- [What is being asked]
In the entries below, which lines run from the one containing "Resource Sharing) 설정" to the one containing "비동기 런타임(Tokio)이 필요합니다."? Copy exactly those lines, ends included, and no others.

[Material for this task — start]

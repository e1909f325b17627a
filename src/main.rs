//! # QrOffer 웹 서버 진입점
//!
//! 이 파일은 QrOffer 애플리케이션의 **시작점(entry point)**입니다.
//! Rust 프로그램은 항상 `main()` 함수에서 실행이 시작됩니다.
//!
//! QrOffer는 전화번호별로 쿠폰 리딤 URL을 담은 QR 코드를 발급하고,
//! 각 코드가 이미 사용되었는지(리딤 여부)를 스캔 횟수 파일로 추적하는
//! 작은 HTTP 서비스입니다.
//!
//! 이 파일이 수행하는 작업:
//! 1. 환경변수(.env) 로딩
//! 2. 로깅(tracing) 초기화
//! 3. 스캔 카운트 파일을 담을 데이터 디렉토리 생성
//! 4. 스캔 카운트 저장소 로딩 (파일이 손상되었으면 기동 실패)
//! 5. API 라우터 설정
//! 6. HTTP 서버 시작

// ── 모듈 선언 ──
// `mod` 키워드는 다른 파일을 모듈로 가져옵니다.
// 예: `mod config;`는 같은 디렉토리의 `config.rs` 또는 `config/mod.rs`를 가져옵니다.
// Rust에서는 파일 시스템 구조가 곧 모듈 구조입니다.
mod config;
mod error;
mod models;
mod routes;
mod services;
mod store;

// ── 외부 크레이트 및 모듈에서 필요한 항목 가져오기 ──
// `use` 키워드는 다른 모듈의 항목을 현재 스코프로 가져옵니다.
use anyhow::Result; // anyhow::Result: 어떤 에러 타입이든 담을 수 있는 범용 Result 타입
use axum::{
    // Axum: Rust의 비동기 웹 프레임워크. Express.js와 비슷한 역할
    http::{header, Method},   // CORS 설정에 쓰는 HTTP 메서드/헤더 상수
    routing::{get, post},     // HTTP 메서드별 라우팅 함수들
    Router,                   // 라우터: URL 경로와 핸들러를 연결하는 구조체
};
use config::Config; // 우리가 만든 설정 모듈
use routes::{qr::AppState, *}; // `*`는 모듈의 모든 공개 항목을 가져옴 (glob import)
use std::{path::Path, sync::Arc}; // 파일 경로 타입, 참조 카운트 스마트 포인터
use store::ScanStore; // 스캔 카운트 저장소
use tower_http::{
    // tower-http: HTTP 미들웨어 모음 크레이트
    cors::{Any, CorsLayer}, // CORS(Cross-Origin Resource Sharing) 설정
    trace::TraceLayer,      // HTTP 요청/응답 로깅 미들웨어
};
use tracing_subscriber::{layer::SubscriberExt, util::SubscriberInitExt}; // 로깅 초기화 유틸리티

// #[tokio::main]: 비동기 런타임을 시작하는 **어트리뷰트 매크로**
// Rust의 main() 함수는 기본적으로 동기(sync)이므로,
// async/await를 사용하려면 비동기 런타임(Tokio)이 필요합니다.
// 이 매크로가 내부적으로 tokio 런타임을 생성하고 main을 그 안에서 실행합니다.
#[tokio::main]
async fn main() -> Result<()> {
    // ── 1단계: 환경변수 로딩 ──
    // .env 파일에서 환경변수를 읽어옵니다. (예: PORT, PUBLIC_URL 등)
    // .ok()는 Result를 Option으로 변환하여, .env 파일이 없어도 에러 없이 넘어갑니다.
    dotenvy::dotenv().ok();

    // ── 2단계: 로깅(tracing) 초기화 ──
    // tracing은 Rust 생태계의 표준 로깅 프레임워크입니다.
    // registry(): 로그 수집기를 만들고
    // .with(): 필터와 포맷터를 레이어처럼 쌓아올립니다 (데코레이터 패턴)
    tracing_subscriber::registry()
        .with(
            // EnvFilter: RUST_LOG 환경변수로 로그 레벨을 제어합니다.
            // 환경변수가 없으면 기본값으로 qroffer, tower_http, axum 모듈을 debug 레벨로 설정
            tracing_subscriber::EnvFilter::try_from_default_env()
                .unwrap_or_else(|_| "qroffer=debug,tower_http=debug,axum=debug".into()),
        )
        .with(tracing_subscriber::fmt::layer()) // 로그를 터미널에 출력하는 포맷터 레이어
        .init(); // 전역 로거로 등록

    // ── 3단계: 설정 로딩 ──
    // Config::from_env()로 환경변수에서 설정을 읽어옵니다.
    // 모든 설정에 기본값이 있어, 환경변수 없이도 바로 기동합니다.
    let config = Config::from_env();
    tracing::info!("Starting QrOffer server on {}:{}", config.host, config.port);

    // ── 4단계: 데이터 디렉토리 생성 ──
    // 스캔 카운트 파일을 담을 디렉토리가 없으면 생성합니다.
    // .parent(): 파일 경로에서 디렉토리 부분만 추출 (예: "data/scan_counts.json" → "data")
    if let Some(data_dir) = Path::new(&config.scan_counts_path).parent() {
        if !data_dir.exists() {
            // tokio::fs: 비동기 파일 시스템 작업. std::fs의 비동기 버전입니다.
            // create_dir_all: 중간 디렉토리까지 모두 생성 (mkdir -p와 같음)
            tokio::fs::create_dir_all(data_dir).await?;
            tracing::info!("Created data directory: {}", data_dir.display());
        }
    }

    // ── 5단계: 스캔 카운트 저장소 로딩 ──
    // 이전 실행에서 저장해 둔 스캔 카운트 파일을 메모리로 읽어옵니다.
    // 파일이 없으면 빈 상태로 시작하고,
    // 파일이 있는데 JSON 매핑으로 파싱되지 않으면 기동 자체를 실패시킵니다.
    // (손상된 상태로 카운트를 덮어쓰는 것보다 즉시 멈추는 편이 안전합니다)
    let store = ScanStore::load(&config.scan_counts_path).await?;
    tracing::info!("Loaded scan counts from {}", config.scan_counts_path);

    // ── 6단계: 애플리케이션 상태(State) 생성 ──
    // AppState: 모든 라우트 핸들러가 공유하는 데이터를 담는 구조체
    // Axum에서는 State를 통해 핸들러에 의존성을 주입합니다.
    // Arc(참조 카운트 스마트 포인터)로 감싸면 clone해도 저장소가 복제되지 않고
    // 모든 핸들러가 같은 저장소를 가리킵니다.
    let state = AppState {
        store: Arc::new(store),
        public_url: config.public_url.clone(),
    };

    // ── 7단계: API 라우터 설정 ──
    // Router::new(): 빈 라우터를 생성합니다.
    // .route(): URL 패턴과 핸들러 함수를 연결합니다.
    //           get(), post()는 HTTP 메서드를 지정합니다.
    // 외부 계약(QR 코드에 인쇄되어 이미 배포된 URL)이 루트 경로를 쓰므로
    // /api/v1 같은 접두사 없이 루트에 바로 마운트합니다.
    let app = Router::new()
        // QR 코드 일괄 발급 API
        .route("/generate-qr", post(routes::qr::generate_qr))
        // QR 스캔 리다이렉트 대상 — 스캔 시 브라우저가 여는 GET 엔드포인트
        .route("/scan-qr", get(routes::scan::scan_qr))
        // 리딤 여부 확인 API (POST 본문으로 코드 전달)
        .route("/check-scan", post(routes::scan::check_scan))
        // 헬스체크 API (서버 상태 확인용)
        .route("/health", get(health_check))
        // .with_state(): 이 라우터의 모든 핸들러에서 AppState를 사용할 수 있게 합니다.
        .with_state(state);

    // ── 8단계: CORS 미들웨어 설정 ──
    // CORS: 브라우저의 보안 정책. 다른 도메인에서의 API 호출을 허용/차단합니다.
    // QR 발급 화면이 별도 도메인에서 서빙되므로 출처(origin)는 모두 허용하되,
    // 이 서비스가 실제로 쓰는 메서드/헤더만 명시적으로 엽니다.
    let cors = CorsLayer::new()
        .allow_origin(Any) // 모든 출처(origin) 허용
        .allow_methods([Method::GET, Method::POST])
        .allow_headers([header::CONTENT_TYPE, header::AUTHORIZATION]);

    // .layer(): 미들웨어를 추가합니다. 미들웨어는 요청/응답을 가로채서 처리합니다.
    let app = app
        .layer(cors)
        .layer(TraceLayer::new_for_http()); // HTTP 요청/응답 자동 로깅

    // ── 9단계: 서버 시작 ──
    // format!: 문자열 포맷팅 매크로. Python의 f-string과 비슷합니다.
    let addr = format!("{}:{}", config.host, config.port);
    // TcpListener: TCP 연결을 수신 대기하는 소켓
    // .bind(): 지정된 주소에 바인딩 (해당 포트에서 요청 대기 시작)
    let listener = tokio::net::TcpListener::bind(&addr).await?;
    tracing::info!("Server listening on {}", addr);

    // axum::serve(): Axum 서버를 시작하고 요청을 처리합니다.
    // 이 줄에서 서버가 영원히 실행됩니다 (Ctrl+C로 종료할 때까지).
    axum::serve(listener, app).await?;

    // Ok(()): 성공을 나타내는 Result 값. ()는 "빈 값"(unit 타입)입니다.
    Ok(())
}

[Material for this task — finish]

- [Response below]
    cors::{Any, CorsLayer}, // CORS(Cross-Origin Resource Sharing) 설정
    trace::TraceLayer,      // HTTP 요청/응답 로깅 미들웨어
};
use tracing_subscriber::{layer::SubscriberExt, util::SubscriberInitExt}; // 로깅 초기화 유틸리티

// #[tokio::main]: 비동기 런타임을 시작하는 **어트리뷰트 매크로**
// Rust의 main() 함수는 기본적으로 동기(sync)이므로,
// async/await를 사용하려면 비동기 런타임(Tokio)이 필요합니다.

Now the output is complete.